Sarah Standing battles to board a plane bound for Ibiza
Needs must and I’ve become extremely skilled at booking cheap, credit-crunching flights on easyJet. The volume of hours, energy, blood, sweat and tears I’ve devoted to acquiring dream e-tickets for my family ought to qualify me for some sort of tenacious travel operator award. This summer I’ve truly gone for gold: four returns to Ibiza, singles to Nice, Corfu and Toulouse and a brace of cancellations to Gibraltar. I’ve come to the conclusion that making holiday arrangements in cyberspace requires real chutzpah. Getting the flights you want is a gamble and not dissimilar to playing the Las Vegas slot machines. The odds of getting the right ticket at the right price and at the right time of day is a veritable crapshoot, yet just occasionally all the components gel and one hits the jackpot. I have to confess I’ve become quite the player. A return flight to Ibiza for £114, arriving at the respectable hour of 18.25 and departing at 10.10. A non-clubbers, cheap, civilised booking with the added bonus of a confirmed Speedy Boarding pass. Result.
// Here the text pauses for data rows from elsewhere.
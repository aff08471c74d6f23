// SPDX-License-Identifier: MIT OR Apache-2.0
//! SQLite persistence for the Relay kernel.
//!
//! One database file holds the message log, the endpoint registry, dead
//! letters, trace spans, adapter configs, and bindings. Writes are
//! serialized behind a single connection mutex; WAL mode keeps readers from
//! blocking the writer.
//!
//! # Durability settings
//! Applied at open: WAL, `synchronous=FULL`, `foreign_keys=ON`. A
//! `PRAGMA integrity_check` runs at open and fails hard. Migrations are
//! forward-only, tracked via `user_version`; a database written by a newer
//! schema is fatal at startup.
#![deny(unsafe_code)]

/// Adapter config persistence.
pub mod adapters;
/// Binding persistence.
pub mod bindings;
/// Dead-letter persistence.
pub mod dead_letters;
/// Endpoint registry persistence.
pub mod endpoints;
/// Message log persistence and cursor pagination.
pub mod messages;
/// Trace span persistence, metrics, and pruning.
pub mod traces;

use relay_core::MessageStatus;
use rusqlite::Connection;
use std::path::Path;
use std::sync::{Arc, Mutex, MutexGuard};
use uuid::Uuid;

pub use adapters::AdapterConfigStore;
pub use bindings::BindingStore;
pub use dead_letters::DeadLetterStore;
pub use endpoints::EndpointRegistry;
pub use messages::{MessageList, MessageQuery, MessageStore};
pub use traces::TraceStore;

const SCHEMA_SQL: &str = include_str!("schema.sql");

/// Current schema version written to `user_version`.
pub const SCHEMA_VERSION: i32 = 1;

// ---------------------------------------------------------------------------
// Errors
// ---------------------------------------------------------------------------

/// Errors surfaced by the durable stores.
#[derive(Debug, thiserror::Error)]
pub enum StoreError {
    /// Underlying SQLite failure.
    #[error("sqlite: {0}")]
    Sqlite(#[from] rusqlite::Error),

    /// `PRAGMA integrity_check` did not return "ok".
    #[error("integrity check failed: {0}")]
    IntegrityCheckFailed(String),

    /// The database was written by a newer schema than this build supports.
    #[error("unsupported schema version {found} (this build supports up to {supported})")]
    SchemaVersion {
        /// Version found in the database file.
        found: i32,
        /// Highest version this build knows.
        supported: i32,
    },

    /// The requested envelope does not exist.
    #[error("message {0} not found")]
    MessageNotFound(Uuid),

    /// A status transition out of a terminal state was attempted.
    #[error("invalid status transition {from} -> {to}")]
    InvalidTransition {
        /// Status currently recorded.
        from: MessageStatus,
        /// Status that was requested.
        to: MessageStatus,
    },

    /// The subject is registered to a different owner.
    #[error("endpoint subject '{0}' already registered")]
    DuplicateEndpoint(String),

    /// A record with this id already exists.
    #[error("duplicate id '{0}'")]
    DuplicateId(String),

    /// A record failed to (de)serialize.
    #[error("serde: {0}")]
    Serde(#[from] serde_json::Error),

    /// A pagination cursor failed to parse.
    #[error("invalid cursor")]
    InvalidCursor,
}

/// Convenience alias for store results.
pub type StoreResult<T> = Result<T, StoreError>;

// ---------------------------------------------------------------------------
// Store
// ---------------------------------------------------------------------------

/// Handle to the opened Relay database.
///
/// Cheap to clone; all sub-stores share the same serialized connection.
#[derive(Clone, Debug)]
pub struct Store {
    conn: Arc<Mutex<Connection>>,
}

impl Store {
    /// Open (or create) the database at `path`.
    ///
    /// Applies durability pragmas, runs the integrity check, and migrates
    /// the schema forward. Fails if the file carries a newer schema version.
    pub fn open(path: &Path) -> StoreResult<Self> {
        let conn = Connection::open(path)?;
        Self::init(conn)
    }

    /// Open an in-memory database (used by tests).
    pub fn open_in_memory() -> StoreResult<Self> {
        let conn = Connection::open_in_memory()?;
        Self::init(conn)
    }

    fn init(conn: Connection) -> StoreResult<Self> {
        apply_pragmas(&conn)?;
        run_integrity_check(&conn)?;
        migrate(&conn)?;
        Ok(Self {
            conn: Arc::new(Mutex::new(conn)),
        })
    }

    /// Message log handle.
    pub fn messages(&self) -> MessageStore {
        MessageStore::new(self.conn.clone())
    }

    /// Endpoint registry handle.
    pub fn endpoints(&self) -> EndpointRegistry {
        EndpointRegistry::new(self.conn.clone())
    }

    /// Dead-letter store handle.
    pub fn dead_letters(&self) -> DeadLetterStore {
        DeadLetterStore::new(self.conn.clone())
    }

    /// Trace store handle.
    pub fn traces(&self) -> TraceStore {
        TraceStore::new(self.conn.clone())
    }

    /// Adapter config store handle.
    pub fn adapter_configs(&self) -> AdapterConfigStore {
        AdapterConfigStore::new(self.conn.clone())
    }

    /// Binding store handle.
    pub fn bindings(&self) -> BindingStore {
        BindingStore::new(self.conn.clone())
    }
}

pub(crate) fn lock(conn: &Arc<Mutex<Connection>>) -> MutexGuard<'_, Connection> {
    conn.lock().expect("store connection mutex poisoned")
}

fn apply_pragmas(conn: &Connection) -> StoreResult<()> {
    conn.execute_batch(
        "PRAGMA journal_mode=WAL; PRAGMA synchronous=FULL; PRAGMA foreign_keys=ON;",
    )?;
    Ok(())
}

fn run_integrity_check(conn: &Connection) -> StoreResult<()> {
    let r: String = conn.pragma_query_value(None, "integrity_check", |row| row.get(0))?;
    if r != "ok" {
        return Err(StoreError::IntegrityCheckFailed(r));
    }
    Ok(())
}

fn migrate(conn: &Connection) -> StoreResult<()> {
    let found: i32 = conn.pragma_query_value(None, "user_version", |row| row.get(0))?;
    if found > SCHEMA_VERSION {
        return Err(StoreError::SchemaVersion {
            found,
            supported: SCHEMA_VERSION,
        });
    }
    if found < 1 {
        conn.execute_batch(SCHEMA_SQL)?;
    }
    conn.pragma_update(None, "user_version", SCHEMA_VERSION)?;
    Ok(())
}

#[cfg(test)]
mod tests {
    use super::*;

    #[test]
    fn open_in_memory_initialises_schema() {
        let store = Store::open_in_memory().unwrap();
        // All sub-store handles are usable immediately.
        assert!(store.endpoints().list().unwrap().is_empty());
        assert!(store.bindings().list().unwrap().is_empty());
    }

    #[test]
    fn open_is_idempotent_on_existing_file() {
        let dir = tempfile::tempdir().unwrap();
        let path = dir.path().join("relay.db");
        drop(Store::open(&path).unwrap());
        // Reopening an already-migrated file succeeds.
        let store = Store::open(&path).unwrap();
        assert!(store.endpoints().list().unwrap().is_empty());
    }

    #[test]
    fn newer_schema_version_is_fatal() {
        let dir = tempfile::tempdir().unwrap();
        let path = dir.path().join("relay.db");
        drop(Store::open(&path).unwrap());
        {
            let conn = Connection::open(&path).unwrap();
            conn.pragma_update(None, "user_version", SCHEMA_VERSION + 1)
                .unwrap();
        }
        let err = Store::open(&path).unwrap_err();
        assert!(matches!(err, StoreError::SchemaVersion { .. }));
    }
}
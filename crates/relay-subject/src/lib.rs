// SPDX-License-Identifier: MIT OR Apache-2.0
//! Subject grammar and wildcard matching for the Relay bus.
//!
//! A *subject* is a dot-separated sequence of 1–8 tokens drawn from
//! `[A-Za-z0-9_-]`, at most 256 characters in total. A *pattern* is a subject
//! where any token may be `*` (matches exactly one token) and the final token
//! may be `>` (matches one or more remaining tokens). Matching is
//! case-sensitive.
#![deny(unsafe_code)]
#![warn(missing_docs)]

use sha2::{Digest, Sha256};

/// Maximum number of dot-separated tokens in a subject or pattern.
pub const MAX_TOKENS: usize = 8;

/// Maximum total length of a subject or pattern in bytes.
pub const MAX_SUBJECT_LEN: usize = 256;

/// Token that matches exactly one arbitrary token.
pub const SINGLE_WILDCARD: &str = "*";

/// Token that matches one or more remaining tokens (tail position only).
pub const TAIL_WILDCARD: &str = ">";

// ---------------------------------------------------------------------------
// Errors
// ---------------------------------------------------------------------------

/// Why a subject or pattern failed validation.
///
/// All variants surface to clients as the stable `INVALID_SUBJECT` code; the
/// variant carries the human-readable detail.
#[derive(Debug, Clone, PartialEq, Eq, thiserror::Error)]
pub enum SubjectError {
    /// The input was empty.
    #[error("subject must not be empty")]
    Empty,

    /// The input exceeds [`MAX_SUBJECT_LEN`] bytes.
    #[error("subject exceeds {MAX_SUBJECT_LEN} characters")]
    TooLong,

    /// The input has more than [`MAX_TOKENS`] tokens.
    #[error("subject has {0} tokens, maximum is {MAX_TOKENS}")]
    TooManyTokens(usize),

    /// A token between two dots (or at either end) was empty.
    #[error("empty token at position {0}")]
    EmptyToken(usize),

    /// A token contains a character outside `[A-Za-z0-9_-]`.
    #[error("disallowed character {ch:?} in token '{token}'")]
    DisallowedChar {
        /// The offending token.
        token: String,
        /// The first disallowed character in it.
        ch: char,
    },

    /// A wildcard token appeared in a concrete subject.
    #[error("wildcard '{0}' is not allowed in a concrete subject")]
    WildcardInSubject(String),

    /// `>` appeared somewhere other than the final token.
    #[error("'>' is only allowed as the final token")]
    TailNotLast,
}

// ---------------------------------------------------------------------------
// Validation
// ---------------------------------------------------------------------------

fn token_is_plain(token: &str) -> bool {
    token
        .chars()
        .all(|c| c.is_ascii_alphanumeric() || c == '_' || c == '-')
}

fn first_bad_char(token: &str) -> Option<char> {
    token
        .chars()
        .find(|c| !c.is_ascii_alphanumeric() && *c != '_' && *c != '-')
}

fn validate_shape(input: &str) -> Result<Vec<&str>, SubjectError> {
    if input.is_empty() {
        return Err(SubjectError::Empty);
    }
    if input.len() > MAX_SUBJECT_LEN {
        return Err(SubjectError::TooLong);
    }
    let tokens: Vec<&str> = input.split('.').collect();
    if tokens.len() > MAX_TOKENS {
        return Err(SubjectError::TooManyTokens(tokens.len()));
    }
    for (i, t) in tokens.iter().enumerate() {
        if t.is_empty() {
            return Err(SubjectError::EmptyToken(i));
        }
    }
    Ok(tokens)
}

/// Validate a concrete subject (no wildcards allowed).
pub fn validate_subject(subject: &str) -> Result<(), SubjectError> {
    let tokens = validate_shape(subject)?;
    for t in tokens {
        if t == SINGLE_WILDCARD || t == TAIL_WILDCARD {
            return Err(SubjectError::WildcardInSubject(t.to_string()));
        }
        if !token_is_plain(t) {
            return Err(SubjectError::DisallowedChar {
                token: t.to_string(),
                ch: first_bad_char(t).unwrap_or('?'),
            });
        }
    }
    Ok(())
}

/// Validate a subscription pattern (`*` anywhere, `>` only as the tail).
pub fn validate_pattern(pattern: &str) -> Result<(), SubjectError> {
    let tokens = validate_shape(pattern)?;
    let last = tokens.len() - 1;
    for (i, t) in tokens.iter().enumerate() {
        if *t == TAIL_WILDCARD {
            if i != last {
                return Err(SubjectError::TailNotLast);
            }
            continue;
        }
        if *t == SINGLE_WILDCARD {
            continue;
        }
        if !token_is_plain(t) {
            return Err(SubjectError::DisallowedChar {
                token: t.to_string(),
                ch: first_bad_char(t).unwrap_or('?'),
            });
        }
    }
    Ok(())
}

// ---------------------------------------------------------------------------
// Matching
// ---------------------------------------------------------------------------

/// Returns `true` if `pattern` matches `subject`.
///
/// Total and pure: unvalidated inputs never panic, they simply fail to match
/// token-wise. `*` consumes exactly one subject token; a trailing `>`
/// consumes one or more remaining tokens. A bare `>` matches any non-empty
/// subject.
pub fn matches(pattern: &str, subject: &str) -> bool {
    if pattern.is_empty() || subject.is_empty() {
        return false;
    }
    let pat: Vec<&str> = pattern.split('.').collect();
    let sub: Vec<&str> = subject.split('.').collect();

    for (i, pt) in pat.iter().enumerate() {
        if *pt == TAIL_WILDCARD {
            // Tail must be final and must have at least one token to consume.
            return i + 1 == pat.len() && sub.len() > i;
        }
        match sub.get(i) {
            None => return false,
            Some(st) => {
                if *pt != SINGLE_WILDCARD && pt != st {
                    return false;
                }
            }
        }
    }
    pat.len() == sub.len()
}

/// Returns `true` if the pattern can only ever match a single subject
/// (contains no wildcard tokens).
pub fn is_literal(pattern: &str) -> bool {
    pattern
        .split('.')
        .all(|t| t != SINGLE_WILDCARD && t != TAIL_WILDCARD)
}

// ---------------------------------------------------------------------------
// Hashing
// ---------------------------------------------------------------------------

/// Stable 64-bit hash of a subject.
///
/// First eight bytes (big-endian) of SHA-256 over the UTF-8 subject string.
/// Used for budget visited-set membership so envelopes carry hashes rather
/// than raw subject tokens.
pub fn subject_hash(subject: &str) -> u64 {
    let digest = Sha256::digest(subject.as_bytes());
    let mut first = [0u8; 8];
    first.copy_from_slice(&digest[..8]);
    u64::from_be_bytes(first)
}
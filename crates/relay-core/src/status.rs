// SPDX-License-Identifier: MIT OR Apache-2.0
//! Envelope status state machine.

use schemars::JsonSchema;
use serde::{Deserialize, Serialize};

/// Lifecycle status of an envelope in the message log.
///
/// The only legal transitions are `new → delivered`, `new → failed`, and
/// `new → dead_letter`; every terminal state is final.
#[derive(Clone, Copy, Debug, PartialEq, Eq, Hash, Serialize, Deserialize, JsonSchema)]
#[serde(rename_all = "snake_case")]
pub enum MessageStatus {
    /// Accepted and persisted; fan-out pending or in flight.
    New,
    /// At least one subscriber accepted the envelope.
    Delivered,
    /// Subscribers existed but none accepted the envelope.
    Failed,
    /// Rejected by the budget evaluator or recorded as undeliverable.
    DeadLetter,
}

impl MessageStatus {
    /// Returns `true` if this status represents a terminal state.
    pub fn is_terminal(&self) -> bool {
        matches!(self, Self::Delivered | Self::Failed | Self::DeadLetter)
    }

    /// Returns the set of statuses that are valid successors of `self`.
    pub fn valid_transitions(&self) -> &'static [MessageStatus] {
        match self {
            Self::New => &[Self::Delivered, Self::Failed, Self::DeadLetter],
            Self::Delivered | Self::Failed | Self::DeadLetter => &[],
        }
    }

    /// Returns `true` if transitioning from `self` to `next` is valid.
    pub fn can_transition_to(&self, next: MessageStatus) -> bool {
        self.valid_transitions().contains(&next)
    }

    /// Stable wire string for this status.
    pub fn as_str(&self) -> &'static str {
        match self {
            Self::New => "new",
            Self::Delivered => "delivered",
            Self::Failed => "failed",
            Self::DeadLetter => "dead_letter",
        }
    }

    /// Parse the wire string back into a status.
    pub fn parse(s: &str) -> Option<Self> {
        match s {
            "new" => Some(Self::New),
            "delivered" => Some(Self::Delivered),
            "failed" => Some(Self::Failed),
            "dead_letter" => Some(Self::DeadLetter),
            _ => None,
        }
    }
}

impl std::fmt::Display for MessageStatus {
    fn fmt(&self, f: &mut std::fmt::Formatter<'_>) -> std::fmt::Result {
        f.write_str(self.as_str())
    }
}
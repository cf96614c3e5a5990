//! The write-side mirror of [`Reader`](crate::Reader).

/// Builds format-native nodes. Every method is total: values reaching the
/// writer were validated when they were constructed or parsed.
pub trait Writer: Sized {
    type Var;
    type Array;
    type Object;

    fn null(&self) -> Self::Var;

    fn string(&self, value: &str) -> Self::Var;

    fn boolean(&self, value: bool) -> Self::Var;

    fn signed(&self, value: i64) -> Self::Var;

    fn unsigned(&self, value: u64) -> Self::Var;

    fn float(&self, value: f64) -> Self::Var;

    fn new_array(&self, capacity: usize) -> Self::Array;

    fn push(&self, array: &mut Self::Array, value: Self::Var);

    fn finish_array(&self, array: Self::Array) -> Self::Var;

    fn new_object(&self, capacity: usize) -> Self::Object;

    /// Keys are emitted in insertion order.
    fn insert(&self, object: &mut Self::Object, name: &str, value: Self::Var);

    fn finish_object(&self, object: Self::Object) -> Self::Var;
}
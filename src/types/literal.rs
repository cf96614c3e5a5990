use crate::error::{ErrorKind, ParseErrors};
use crate::literal::{Literal, LiteralSet};
use crate::parse::Parse;
use crate::reader::Reader;
use crate::write::Write;
use crate::writer::Writer;

use super::containers::MapKey;

impl<S: LiteralSet> Parse for Literal<S> {
    fn parse<R: Reader>(reader: &R, var: R::Var) -> Result<Self, ParseErrors> {
        let name = reader.read_string(var)?;
        Literal::from_string(&name).map_err(ParseErrors::from)
    }
}

impl<S: LiteralSet> Write for Literal<S> {
    fn write<W: Writer>(&self, writer: &W) -> W::Var {
        writer.string(self.name())
    }
}

impl<S: LiteralSet> MapKey for Literal<S> {
    fn to_key(&self) -> String {
        self.name().to_string()
    }

    fn from_key(key: &str) -> Result<Self, ErrorKind> {
        Literal::from_string(key).map_err(ErrorKind::from)
    }
}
I presumed that by forking out an extra ten quid for speedy boarding meant I would be effortlessly rewarded with a pauper’s upgrade. I was wrong. So wrong. The (ingeniously named) Speedy Boarding pass is actually an entry form; a cunning way of alerting 20 passengers that they have voluntarily paid top-dollar to take part in an exhausting airport triathlon. You sit poker-faced, waiting for your flight to board without ever letting on you’re holding one of the prized Willy Wonka SB tickets. This is because it’s imperative to conserve all your energy for the Herculean race ahead. Remain focused. No reading magazines. No eating.